Cómo se cuidan las plantas carnívoras

Cómo se cuidan las plantas carnívoras

Una de las plantas más fascinantes del reino vegetal sin duda es la planta carnívora. Tema de diversos dibujos animados y cintas, la realidad es que se trata de una planta insectívora. No obstante, también es verdad que existen diversos mitos en torno a estos especímenes, desde fallos en sus cuidados hasta la creencia de que son “peligrosas”. Por ello aquí veremos los cuidados prácticos que deben seguirse con este tipo de plantas, para garantizar frescura.

Mitos y realidades de las plantas carnívoras

¿Puedo proporcionarle insectos a mi planta carnívora? No. Al contrario de lo que se piensa, su exotismo no debe interferir con sus cuidados, ya que son muy similares a los de cualquier otra planta. Eso sí, no hay que caer en el error de “alimentarlas” por cuenta propia, sino dejar que ella misma se encargue de esta labor con los insectos que estén en el entorno.

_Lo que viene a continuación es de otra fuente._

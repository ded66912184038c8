//! Process-local repository used by the unit and route tests.

use std::collections::{BTreeMap, HashMap};
use std::sync::{Mutex, MutexGuard};

use async_trait::async_trait;
use uuid::Uuid;

use super::{TaskRepository, UserRepository};
use crate::error::AppError;
use crate::models::task::timestamp_now;
use crate::models::{NewTask, Task, TaskPatch, User};

#[derive(Default)]
pub struct MemoryStore {
    inner: Mutex<Inner>,
}

#[derive(Default)]
struct Inner {
    users: HashMap<String, User>,
    tasks: BTreeMap<i64, Task>,
    last_task_id: i64,
}

impl MemoryStore {
    pub fn new() -> Self {
        Self::default()
    }

    fn lock(&self) -> Result<MutexGuard<'_, Inner>, AppError> {
        self.inner
            .lock()
            .map_err(|_| AppError::Internal("memory store lock poisoned".into()))
    }
}

impl Inner {
    fn owned_task_mut(&mut self, owner_id: Uuid, task_id: i64) -> Option<&mut Task> {
        self.tasks
            .get_mut(&task_id)
            .filter(|task| task.owner_id == owner_id)
    }
}

#[async_trait]
impl UserRepository for MemoryStore {
    async fn insert_user(&self, username: &str, password_hash: &str) -> Result<User, AppError> {
        let mut inner = self.lock()?;
        if inner.users.contains_key(username) {
            return Err(AppError::DuplicateUsername);
        }
        let now = timestamp_now();
        let user = User {
            id: Uuid::new_v4(),
            username: username.to_string(),
            password_hash: password_hash.to_string(),
            created_at: now,
            updated_at: now,
        };
        inner.users.insert(username.to_string(), user.clone());
        Ok(user)
    }

    async fn find_by_username(&self, username: &str) -> Result<Option<User>, AppError> {
        Ok(self.lock()?.users.get(username).cloned())
    }
}

#[async_trait]
impl TaskRepository for MemoryStore {
    async fn insert_task(&self, owner_id: Uuid, task: &NewTask) -> Result<Task, AppError> {
        let mut inner = self.lock()?;
        inner.last_task_id += 1;
        let now = timestamp_now();
        let created = Task {
            id: inner.last_task_id,
            owner_id,
            title: task.title.clone(),
            description: task.description.clone(),
            completed: false,
            created_at: now,
            updated_at: now,
        };
        inner.tasks.insert(created.id, created.clone());
        Ok(created)
    }

    async fn list_tasks(&self, owner_id: Uuid) -> Result<Vec<Task>, AppError> {
        let inner = self.lock()?;
        // Ids grow with insertion order, so reverse id order is newest first.
        Ok(inner
            .tasks
            .values()
            .rev()
            .filter(|task| task.owner_id == owner_id)
            .cloned()
            .collect())
    }

    async fn find_task(&self, owner_id: Uuid, task_id: i64) -> Result<Option<Task>, AppError> {
        let inner = self.lock()?;
        Ok(inner
            .tasks
            .get(&task_id)
            .filter(|task| task.owner_id == owner_id)
            .cloned())
    }

    async fn update_task(
        &self,
        owner_id: Uuid,
        task_id: i64,
        patch: &TaskPatch,
    ) -> Result<Option<Task>, AppError> {
        let mut inner = self.lock()?;
        Ok(inner.owned_task_mut(owner_id, task_id).map(|task| {
            task.apply_patch(patch);
            task.clone()
        }))
    }

    async fn toggle_task(&self, owner_id: Uuid, task_id: i64) -> Result<Option<Task>, AppError> {
        let mut inner = self.lock()?;
        Ok(inner.owned_task_mut(owner_id, task_id).map(|task| {
            task.toggle_completion();
            task.clone()
        }))
    }

    async fn delete_task(&self, owner_id: Uuid, task_id: i64) -> Result<bool, AppError> {
        let mut inner = self.lock()?;
        if inner.owned_task_mut(owner_id, task_id).is_none() {
            return Ok(false);
        }
        Ok(inner.tasks.remove(&task_id).is_some())
    }
}

#[cfg(test)]
mod tests {
    use super::*;

    fn new_task(title: &str) -> NewTask {
        NewTask {
            title: title.to_string(),
            description: None,
        }
    }

    #[actix_rt::test]
    async fn test_duplicate_username_is_rejected() {
        let store = MemoryStore::new();
        store.insert_user("alice", "hash").await.unwrap();

        let err = store.insert_user("alice", "other").await.unwrap_err();
        assert!(matches!(err, AppError::DuplicateUsername));
        // Lookups are case-sensitive.
        assert!(store.find_by_username("Alice").await.unwrap().is_none());
    }

    #[actix_rt::test]
    async fn test_tasks_are_scoped_to_their_owner() {
        let store = MemoryStore::new();
        let alice = Uuid::new_v4();
        let bob = Uuid::new_v4();
        let task = store.insert_task(alice, &new_task("alice's")).await.unwrap();

        assert!(store.find_task(bob, task.id).await.unwrap().is_none());
        assert!(store.toggle_task(bob, task.id).await.unwrap().is_none());
        assert!(!store.delete_task(bob, task.id).await.unwrap());
        assert!(store.list_tasks(bob).await.unwrap().is_empty());

        assert_eq!(store.find_task(alice, task.id).await.unwrap(), Some(task));
    }

    #[actix_rt::test]
    async fn test_ids_are_never_reused() {
        let store = MemoryStore::new();
        let owner = Uuid::new_v4();
        let first = store.insert_task(owner, &new_task("one")).await.unwrap();
        assert!(store.delete_task(owner, first.id).await.unwrap());

        let second = store.insert_task(owner, &new_task("two")).await.unwrap();
        assert!(second.id > first.id);
    }
}
pub mod task;
pub mod user;

pub use task::{NewTask, Task, TaskInput, TaskPatch};
pub use user::User;
//! Persistence seam.
//!
//! Handlers never talk to the database directly: the credential and task
//! stores depend on these traits, and the process wires in [`PgStore`] at
//! startup. Every task method takes the owner id and filters on
//! `(id, owner_id)` jointly, so a task owned by someone else is
//! indistinguishable from one that does not exist.

#[cfg(test)]
pub mod memory;
pub mod postgres;

use async_trait::async_trait;
use uuid::Uuid;

use crate::error::AppError;
use crate::models::{NewTask, Task, TaskPatch, User};

pub use postgres::PgStore;

#[async_trait]
pub trait UserRepository: Send + Sync {
    /// Inserts a new user. A taken username yields `AppError::DuplicateUsername`.
    async fn insert_user(&self, username: &str, password_hash: &str) -> Result<User, AppError>;

    /// Exact, case-sensitive lookup.
    async fn find_by_username(&self, username: &str) -> Result<Option<User>, AppError>;
}

#[async_trait]
pub trait TaskRepository: Send + Sync {
    async fn insert_task(&self, owner_id: Uuid, task: &NewTask) -> Result<Task, AppError>;

    /// Newest first.
    async fn list_tasks(&self, owner_id: Uuid) -> Result<Vec<Task>, AppError>;

    async fn find_task(&self, owner_id: Uuid, task_id: i64) -> Result<Option<Task>, AppError>;

    /// Applies a validated patch atomically. `None` when no such owned task exists.
    async fn update_task(
        &self,
        owner_id: Uuid,
        task_id: i64,
        patch: &TaskPatch,
    ) -> Result<Option<Task>, AppError>;

    /// Flips `completed` atomically. `None` when no such owned task exists.
    async fn toggle_task(&self, owner_id: Uuid, task_id: i64) -> Result<Option<Task>, AppError>;

    /// Returns whether a row was deleted.
    async fn delete_task(&self, owner_id: Uuid, task_id: i64) -> Result<bool, AppError>;
}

Las plantas carnívoras no requieren de sustrato especial. No es así. Para mantenerlas saludables es necesario aclimatarlas al llegar a casa. Esto se consigue al trasplantar a una maceta que contenga bastante musgo (primordial) y algo de arena o perlita, o incluso sustrato específico que se adquiere en nuestra tienda Rograplant.

Las plantas carnívoras son peligrosas. Aunque existen plantas carnívoras jarra o Nepenthes (ahogan a sus presas en trampas que parecen una vasija diminuta) en las que se han llegado a encontrar restos de ranas pequeñas, no son peligrosas en lo absoluto, ni para humanos ni para otros mamíferos. Solo consumen insectos.

Hidratación y luz para la planta carnívora

El musgo es esencial porque le aportará el nivel de humedad que requiere (tanto si se cultivan en terrario como si se usa un pulverizador para proporcionar agua), sobre todo si el ejemplar es de origen tropical. Es importante que el sustrato esté humedecido de forma permanente, y de estar en maceta, exista agua en el plato inferior colocado como base. Sobre el tipo de agua, es preferible sea destilada o de lluvia, ya que la del grifo puede ser demasiado alcalina.

Por otra parte, requieren luminosidad, no sol directo. Y de preferencia a una temperatura que ronde los 20 °C, sobre todo si se desea que crezcan en magnífico estado, aunque algunas como la drosera, están bien incluso hasta los 30 °C.

Finalmente, dentro de los tipos más populares de plantas carnívoras domésticas que hay, está la drosera o rocío del sol, que tiene pelillos rojos con puntas que asemejan gotas de agua; la Dionea muscipula o Venus atrapamoscas, que es de interiores, necesita luminosidad y alejarla del frío; y la Nepenthes o carnívora jarra, que es la única que no tolera el exceso de agua.